About this task. Set down the lines below exactly as they stand, please. Go from the first through the one containing "for page in source.pages.pages()".
Supplied material START
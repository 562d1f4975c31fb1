use eframe::egui;
use pdf_pages::PageRef;
use std::collections::HashMap;

use super::widgets::page_cell;
use crate::app::{SourceEntry, TextureKey};

pub enum InputAction {
    SendToOutput(PageRef),
    SendAll(usize),
    CloseSource(usize),
    StartDrag(PageRef),
    RequestThumbnail(PageRef),
}

pub fn show_input(
    ui: &mut egui::Ui,
    sources: &[SourceEntry],
    textures: &HashMap<TextureKey, egui::TextureHandle>,
    cell: f32,
    actions: &mut Vec<InputAction>,
) {
    if sources.is_empty() {
        ui.vertical_centered(|ui| {
            ui.add_space(40.0);
            ui.label("Open a PDF or drop files here to begin");
        });
        return;
    }

    egui::ScrollArea::vertical()
        .id_salt("input_scroll")
        .show(ui, |ui| {
            for (slot, source) in sources.iter().enumerate() {
                ui.horizontal(|ui| {
                    ui.strong(source.title());
                    ui.label(format!("{} pages", source.pages.len()));
                    if ui.small_button("Add all").clicked() {
                        actions.push(InputAction::SendAll(slot));
                    }
                    if ui.small_button("Close").clicked() {
                        actions.push(InputAction::CloseSource(slot));
                    }
                });
                ui.horizontal_wrapped(|ui| {
                    for page in source.pages.pages() {
                        let texture = textures.get(&(page.id.clone(), page.rotation));
                        if texture.is_none() {
                            actions.push(InputAction::RequestThumbnail(page.clone()));
                        }
                        let response = page_cell(ui, page, texture, cell);
                        if response.drag_started() {
                            actions.push(InputAction::StartDrag(page.clone()));
                        }
                        if response.double_clicked() {
                            actions.push(InputAction::SendToOutput(page.clone()));
                        }
                        let _ = response.on_hover_text(format!("{}\nDouble-click to add", page.id));
                    }
                });
                ui.separator();
            }
        });
}
//! Source loading and output assembly.
//!
//! A merge consumes a snapshot of the output collection and writes exactly
//! one file: each distinct source document is loaded once, its objects are
//! imported into a fresh document, the selected pages are re-parented onto a
//! new root page tree in collection order with their rotations applied, and
//! everything left unreachable (old catalogs and page trees, unselected
//! pages) is pruned before saving. The output is written to a sibling temp
//! file and renamed into place so a failed merge never leaves a partial file
//! behind.

use lopdf::{Document, Object, ObjectId, dictionary};
use std::collections::HashMap;
use std::path::{Path, PathBuf};

use crate::types::{PageId, PageRef, PageToolError, Result, Rotation};

/// What the loader learned about an opened source file.
#[derive(Debug, Clone)]
pub struct SourceInfo {
    /// Canonicalized path; used as the page identity's source id.
    pub path: PathBuf,
    pub page_count: usize,
}

/// Outcome of a successful merge.
#[derive(Debug, Clone)]
pub struct MergeSummary {
    pub output: PathBuf,
    pub page_count: usize,
}

/// Open a source file and report its canonical path and page count.
pub async fn load_source(path: impl AsRef<Path>) -> Result<SourceInfo> {
    let path = path.as_ref().to_owned();
    let canonical = path
        .canonicalize()
        .map_err(|e| PageToolError::SourceUnreadable {
            path: path.clone(),
            source: e,
        })?;
    let doc = {
        let canonical = canonical.clone();
        tokio::task::spawn_blocking(move || load_document(&canonical)).await??
    };
    Ok(SourceInfo {
        path: canonical,
        page_count: doc.get_pages().len(),
    })
}

/// Load a document synchronously, mapping file-system failures to
/// `SourceUnreadable`.
pub(crate) fn load_document(path: &Path) -> Result<Document> {
    let bytes = std::fs::read(path).map_err(|e| PageToolError::SourceUnreadable {
        path: path.to_owned(),
        source: e,
    })?;
    Ok(Document::load_mem(&bytes)?)
}

/// Assemble the pages into one output PDF at `output`.
pub async fn merge_pages(pages: &[PageRef], output: impl AsRef<Path>) -> Result<MergeSummary> {
    let pages = pages.to_vec();
    let output = output.as_ref().to_owned();

    let mut merged = tokio::task::spawn_blocking({
        let pages = pages.clone();
        move || merge_sync(&pages)
    })
    .await??;

    let bytes = tokio::task::spawn_blocking(move || {
        let mut writer = Vec::new();
        merged.save_to(&mut writer)?;
        Ok::<_, PageToolError>(writer)
    })
    .await??;

    write_atomically(&output, &bytes).await?;
    Ok(MergeSummary {
        output,
        page_count: pages.len(),
    })
}

/// Write via a sibling temp file and rename, removing the temp file if any
/// step fails.
async fn write_atomically(output: &Path, bytes: &[u8]) -> Result<()> {
    let mut tmp = output.as_os_str().to_owned();
    tmp.push(".part");
    let tmp = PathBuf::from(tmp);

    if let Err(e) = tokio::fs::write(&tmp, bytes).await {
        let _ = tokio::fs::remove_file(&tmp).await;
        return Err(e.into());
    }
    if let Err(e) = tokio::fs::rename(&tmp, output).await {
        let _ = tokio::fs::remove_file(&tmp).await;
        return Err(e.into());
    }
    Ok(())
}

pub(crate) fn merge_sync(pages: &[PageRef]) -> Result<Document> {
    if pages.is_empty() {
        return Err(PageToolError::NoPages);
    }

    let mut merged = Document::with_version("1.7");
    let pages_root_id = merged.new_object_id();

    // Import each distinct source once, in first-appearance order, and map
    // its page indices to object ids in the merged id space.
    let mut imported: HashMap<PathBuf, Vec<ObjectId>> = HashMap::new();
    for page in pages {
        if imported.contains_key(&page.id.source) {
            continue;
        }
        let mut doc = load_document(&page.id.source).map_err(|e| merge_failed(&page.id, e))?;
        doc.renumber_objects_with(merged.max_id + 1);
        merged.max_id = doc.max_id;
        let page_ids: Vec<ObjectId> = doc.get_pages().into_values().collect();
        merged.objects.extend(doc.objects);
        imported.insert(page.id.source.clone(), page_ids);
    }

    // Validate every index before touching the output tree.
    for page in pages {
        let source_pages = &imported[&page.id.source];
        if page.id.page_index >= source_pages.len() {
            return Err(merge_failed(
                &page.id,
                PageToolError::PageNotFound {
                    path: page.id.source.clone(),
                    page_index: page.id.page_index,
                    page_count: source_pages.len(),
                },
            ));
        }
    }

    let mut kids = Vec::with_capacity(pages.len());
    for page in pages {
        let page_id = imported[&page.id.source][page.id.page_index];
        inline_inherited_attributes(&mut merged, page_id).map_err(|e| merge_failed(&page.id, e))?;
        let dict = merged
            .get_object_mut(page_id)
            .and_then(Object::as_dict_mut)
            .map_err(|e| merge_failed(&page.id, e.into()))?;
        dict.set("Parent", Object::Reference(pages_root_id));
        apply_rotation(dict, page.rotation);
        kids.push(Object::Reference(page_id));
    }

    let count = kids.len() as i64;
    merged.objects.insert(
        pages_root_id,
        Object::Dictionary(dictionary! {
            "Type" => "Pages",
            "Kids" => kids,
            "Count" => count,
        }),
    );
    let catalog_id = merged.add_object(dictionary! {
        "Type" => "Catalog",
        "Pages" => pages_root_id,
    });
    merged.trailer.set("Root", catalog_id);

    // The imported documents brought along their full object sets; once the
    // selected pages hang off the new root, everything else (old catalogs,
    // old page trees, unselected pages and their streams) is unreachable.
    merged.prune_objects();
    merged.renumber_objects();
    merged.compress();

    Ok(merged)
}

/// Attributes a page may inherit from its `Pages` ancestors (PDF 32000-1
/// table 30). The source page tree does not survive the merge, so inherited
/// values are materialized on the page dictionary itself.
const INHERITED_PAGE_KEYS: [&[u8]; 4] = [b"Resources", b"MediaBox", b"CropBox", b"Rotate"];

fn inline_inherited_attributes(doc: &mut Document, page_id: ObjectId) -> Result<()> {
    let mut found: Vec<(&[u8], Object)> = Vec::new();
    {
        let page = doc.get_object(page_id)?.as_dict()?;
        for key in INHERITED_PAGE_KEYS {
            if page.has(key) {
                continue;
            }
            let mut ancestor = page.get(b"Parent").and_then(Object::as_reference).ok();
            while let Some(id) = ancestor {
                let Ok(dict) = doc.get_object(id).and_then(Object::as_dict) else {
                    break;
                };
                if let Ok(value) = dict.get(key) {
                    found.push((key, value.clone()));
                    break;
                }
                ancestor = dict.get(b"Parent").and_then(Object::as_reference).ok();
            }
        }
    }
    if !found.is_empty() {
        let page = doc.get_object_mut(page_id)?.as_dict_mut()?;
        for (key, value) in found {
            page.set(key, value);
        }
    }
    Ok(())
}

/// Set the page's `/Rotate` to the as-stored value plus the ref's rotation.
/// The ref's rotation is the total desired turn relative to the page as it
/// was stored at load time; refs always start at zero on a fresh load.
fn apply_rotation(dict: &mut lopdf::Dictionary, rotation: Rotation) {
    let degrees = rotation.degrees() as i64;
    if degrees == 0 {
        return;
    }
    let stored = dict.get(b"Rotate").and_then(|r| r.as_i64()).unwrap_or(0);
    dict.set("Rotate", Object::Integer((stored + degrees).rem_euclid(360)));
}

fn merge_failed(page: &PageId, error: PageToolError) -> PageToolError {
    match error {
        e @ PageToolError::MergeFailed { .. } => e,
        e => PageToolError::MergeFailed {
            reason: e.to_string(),
            page: page.clone(),
        },
    }
}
Supplied material END
Exercise output.
repository 562d1f4975c31fb1
use eframe::egui;
use pdf_pages::PageRef;
use std::collections::HashMap;

use super::widgets::page_cell;
use crate::app::{SourceEntry, TextureKey};

pub enum InputAction {
    SendToOutput(PageRef),
    SendAll(usize),
    CloseSource(usize),
    StartDrag(PageRef),
    RequestThumbnail(PageRef),
}

pub fn show_input(
    ui: &mut egui::Ui,
    sources: &[SourceEntry],
    textures: &HashMap<TextureKey, egui::TextureHandle>,
    cell: f32,
    actions: &mut Vec<InputAction>,
) {
    if sources.is_empty() {
        ui.vertical_centered(|ui| {
            ui.add_space(40.0);
            ui.label("Open a PDF or drop files here to begin");
        });
        return;
    }

    egui::ScrollArea::vertical()
        .id_salt("input_scroll")
        .show(ui, |ui| {
            for (slot, source) in sources.iter().enumerate() {
                ui.horizontal(|ui| {
                    ui.strong(source.title());
                    ui.label(format!("{} pages", source.pages.len()));
                    if ui.small_button("Add all").clicked() {
                        actions.push(InputAction::SendAll(slot));
                    }
                    if ui.small_button("Close").clicked() {
                        actions.push(InputAction::CloseSource(slot));
                    }
                });
                ui.horizontal_wrapped(|ui| {
                    for page in source.pages.pages() {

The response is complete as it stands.